Vegan Avocado Pasta

Vegan Avocado Pasta is a creamy, rich dish that brings together the freshness of ripe avocados and the heartiness of whole wheat pasta. This vibrant meal is quick to prepare and packed with nutrients, making it a perfect weeknight dinner option.

Vegan Avocado Pasta
20 minutes
Difficulty: Easy
American
550 kcal

Ingredients

  • Whole wheat pasta - 200 grams
  • Ripe avocados - 2 medium
  • Garlic - 2 cloves, minced
  • Lemon juice - 2 tablespoons
  • Olive oil - 2 tablespoons
  • Nutritional yeast - 3 tablespoons
  • Fresh basil - 1/4 cup, chopped
  • Salt - 1/2 teaspoon
  • Black pepper - 1/4 teaspoon
  • Cherry tomatoes - 150 grams, halved
  • Pine nuts - 2 tablespoons, toasted (optional)

Steps

  1. Cook the whole wheat pasta according to package instructions until al dente. Drain and set aside.
  2. In a food processor, combine the ripe avocados, minced garlic, lemon juice, olive oil, nutritional yeast, salt, and black pepper.
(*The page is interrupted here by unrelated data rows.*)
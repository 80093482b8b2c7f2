//! Operator vocabulary.
//!
//! This module defines the canonical operator set along with the metadata the lexer and parser need: the
//! operator class (arithmetic, relational, ...), binary precedence, associativity, and whether the operator may
//! appear in prefix position.
//!
//! ## Notes
//! - Each spelling belongs to exactly one class. The only context-dependent spellings are `+` and `-`, which the
//!   lexer reclassifies as [`OperatorClass::Unary`] when they do not follow a value.
//! - `precedence` is a relative ordering where higher binds tighter; `0` marks operators that never appear in
//!   binary position.
//!
//! ## Examples
//! ```rust
//! use tanglaw_core::lang::operators::{self, OperatorClass, OperatorId};
//!
//! assert_eq!(operators::from_str("<<="), Some(OperatorId::ShiftLeftAssign));
//! assert_eq!(operators::class(OperatorId::LessThan), OperatorClass::Relational);
//! assert!(operators::precedence(OperatorId::Multiply) > operators::precedence(OperatorId::Plus));
//! ```

/// Define how binary operators associate when chained.
#[derive(Debug, Clone, Copy, PartialEq, Eq, Hash)]
pub enum Associativity {
    Left,
    Right,
}

/// Operator group, as shown in token tables.
#[derive(Debug, Clone, Copy, PartialEq, Eq, Hash)]
pub enum OperatorClass {
    Assignment,
    Arithmetic,
    Relational,
    Logical,
    Bitwise,
    Unary,
}

/// Stable identifier for every operator.
#[derive(Debug, Clone, Copy, PartialEq, Eq, Hash)]
pub enum OperatorId {
    // Arithmetic
    Plus,
    Minus,
    Multiply,
    Divide,
    Modulo,
    Exponent,

    // Relational
    LessThan,
    GreaterThan,
    LessThanOrEqual,
    GreaterThanOrEqual,
    EqualTo,
    NotEqualTo,

    // Assignment
    Assign,
    PlusAssign,
    MinusAssign,
    MultiplyAssign,
    DivideAssign,
    ModuloAssign,
    AndAssign,
    XorAssign,
    ShiftLeftAssign,
    ShiftRightAssign,

    // Logical
    And,
    Or,
    Not,

    // Bitwise
    BitAnd,
    BitOr,
    BitXor,
    BitNot,
    ShiftLeft,
    ShiftRight,

    // Unary-only
    Increment,
    Decrement,
}

/// Metadata for an operator.
#[derive(Debug, Clone, Copy)]
pub struct OperatorInfo {
    pub id: OperatorId,
    pub spelling: &'static str,
    pub class: OperatorClass,
    pub precedence: u8,
    pub associativity: Associativity,
    /// Whether the operator may appear before its operand.
    pub prefix: bool,
}

/// Registry of all operators.
pub const OPERATORS: &[OperatorInfo] = &[
    // Arithmetic
    op(OperatorId::Plus, "+", OperatorClass::Arithmetic, 90, Associativity::Left, true),
    op(OperatorId::Minus, "-", OperatorClass::Arithmetic, 90, Associativity::Left, true),
    op(OperatorId::Multiply, "*", OperatorClass::Arithmetic, 100, Associativity::Left, false),
    op(OperatorId::Divide, "/", OperatorClass::Arithmetic, 100, Associativity::Left, false),
    op(OperatorId::Modulo, "%", OperatorClass::Arithmetic, 100, Associativity::Left, false),
    op(OperatorId::Exponent, "**", OperatorClass::Arithmetic, 110, Associativity::Right, false),
    // Relational
    op(OperatorId::LessThan, "<", OperatorClass::Relational, 70, Associativity::Left, false),
    op(OperatorId::GreaterThan, ">", OperatorClass::Relational, 70, Associativity::Left, false),
    op(OperatorId::LessThanOrEqual, "<=", OperatorClass::Relational, 70, Associativity::Left, false),
    op(OperatorId::GreaterThanOrEqual, ">=", OperatorClass::Relational, 70, Associativity::Left, false),
    op(OperatorId::EqualTo, "==", OperatorClass::Relational, 60, Associativity::Left, false),
    op(OperatorId::NotEqualTo, "!=", OperatorClass::Relational, 60, Associativity::Left, false),
    // Assignment
    op(OperatorId::Assign, "=", OperatorClass::Assignment, 0, Associativity::Right, false),
    op(OperatorId::PlusAssign, "+=", OperatorClass::Assignment, 0, Associativity::Right, false),
    op(OperatorId::MinusAssign, "-=", OperatorClass::Assignment, 0, Associativity::Right, false),
    op(OperatorId::MultiplyAssign, "*=", OperatorClass::Assignment, 0, Associativity::Right, false),
    op(OperatorId::DivideAssign, "/=", OperatorClass::Assignment, 0, Associativity::Right, false),
    op(OperatorId::ModuloAssign, "%=", OperatorClass::Assignment, 0, Associativity::Right, false),
    op(OperatorId::AndAssign, "&=", OperatorClass::Assignment, 0, Associativity::Right, false),
    op(OperatorId::XorAssign, "^=", OperatorClass::Assignment, 0, Associativity::Right, false),
    op(OperatorId::ShiftLeftAssign, "<<=", OperatorClass::Assignment, 0, Associativity::Right, false),
    op(OperatorId::ShiftRightAssign, ">>=", OperatorClass::Assignment, 0, Associativity::Right, false),
    // Logical
    op(OperatorId::And, "&&", OperatorClass::Logical, 20, Associativity::Left, false),
    op(OperatorId::Or, "||", OperatorClass::Logical, 10, Associativity::Left, false),
    op(OperatorId::Not, "!", OperatorClass::Logical, 0, Associativity::Right, true),
    // Bitwise
    op(OperatorId::BitAnd, "&", OperatorClass::Bitwise, 50, Associativity::Left, false),
    op(OperatorId::BitOr, "|", OperatorClass::Bitwise, 30, Associativity::Left, false),
    op(OperatorId::BitXor, "^", OperatorClass::Bitwise, 40, Associativity::Left, false),
    op(OperatorId::BitNot, "~", OperatorClass::Bitwise, 0, Associativity::Right, true),
    op(OperatorId::ShiftLeft, "<<", OperatorClass::Bitwise, 80, Associativity::Left, false),
    op(OperatorId::ShiftRight, ">>", OperatorClass::Bitwise, 80, Associativity::Left, false),
    // Unary-only
    op(OperatorId::Increment, "++", OperatorClass::Unary, 0, Associativity::Right, true),
    op(OperatorId::Decrement, "--", OperatorClass::Unary, 0, Associativity::Right, true),
];

/// Return the full metadata entry for an operator.
///
/// ## Panics
/// - If the registry is missing an entry for `id` (this indicates a programming error).
pub fn info_for(id: OperatorId) -> &'static OperatorInfo {
    OPERATORS.iter().find(|o| o.id == id).expect("operator info missing")
}

/// Return the spelling for an operator.
pub fn as_str(id: OperatorId) -> &'static str {
    info_for(id).spelling
}

/// Return the default class for an operator.
pub fn class(id: OperatorId) -> OperatorClass {
    info_for(id).class
}

/// Binary precedence of `id`, or `None` when it never appears between two operands.
pub fn precedence(id: OperatorId) -> Option<u8> {
    match info_for(id).precedence {
        0 => None,
        p => Some(p),
    }
}

/// Return the associativity for an operator.
pub fn associativity(id: OperatorId) -> Associativity {
    info_for(id).associativity
}

/// Return `true` if `id` may appear in prefix position.
pub fn is_prefix(id: OperatorId) -> bool {
    info_for(id).prefix
}

/// Resolve an operator spelling to its identifier.
///
/// ## Notes
/// - Matching is exact; `"< ="` is not `"<="`.
pub fn from_str(spelling: &str) -> Option<OperatorId> {
    OPERATORS.iter().find(|o| o.spelling == spelling).map(|o| o.id)
}

/// Return `true` if `candidate` is a multi-character operator spelling.
///
/// The lexer extends a symbol run one character at a time for as long as this holds (maximal munch).
pub fn is_compound(candidate: &str) -> bool {
    candidate.len() > 1 && from_str(candidate).is_some()
}

const fn op(
    id: OperatorId,
    spelling: &'static str,
    class: OperatorClass,
    precedence: u8,
    associativity: Associativity,
    prefix: bool,
) -> OperatorInfo {
    OperatorInfo {
        id,
        spelling,
        class,
        precedence,
        associativity,
        prefix,
    }
}

#[cfg(test)]
mod tests {
    use super::*;

    #[test]
    fn test_compound_spellings() {
        for sp in ["**", "<=", ">=", "==", "!=", "<<", ">>", "<<=", ">>=", "&&", "||", "++", "--", "+="] {
            assert!(is_compound(sp), "{sp} should be a compound operator");
        }
        assert!(!is_compound("<"));
        assert!(!is_compound("**="));
        assert!(!is_compound("=<"));
    }

    #[test]
    fn test_precedence_ladder() {
        let ladder = [
            OperatorId::Or,
            OperatorId::And,
            OperatorId::BitOr,
            OperatorId::BitXor,
            OperatorId::BitAnd,
            OperatorId::EqualTo,
            OperatorId::LessThan,
            OperatorId::ShiftLeft,
            OperatorId::Plus,
            OperatorId::Multiply,
            OperatorId::Exponent,
        ];
        for pair in ladder.windows(2) {
            assert!(
                precedence(pair[0]) < precedence(pair[1]),
                "{:?} should bind looser than {:?}",
                pair[0],
                pair[1]
            );
        }
    }

    #[test]
    fn test_non_binary_operators_have_no_precedence() {
        assert_eq!(precedence(OperatorId::Assign), None);
        assert_eq!(precedence(OperatorId::Not), None);
        assert_eq!(precedence(OperatorId::Increment), None);
    }
}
Blend until smooth and creamy.
  3. In a large mixing bowl, combine the cooked pasta with the avocado sauce and toss until the pasta is well coated.
  4. Gently fold in the chopped fresh basil and halved cherry tomatoes.
  5. Serve immediately, garnished with toasted pine nuts if desired.

Nutrition

  • Calories: 550
  • Protein: 12 g
  • Carbs: 70 g
  • Fiber: 12 g
  • Sugar: 3 g
  • Sodium: 250 mg
  • Cholesterol: 0 mg
  • Total Fat: 25 g
  • Saturated Fat: 3 g
  • Unsaturated Fat: 20 g
  • Water: 0.5 L

Health Benefits

  • Rich in healthy fats from avocados which support heart health.
  • High in fiber, promoting digestive health.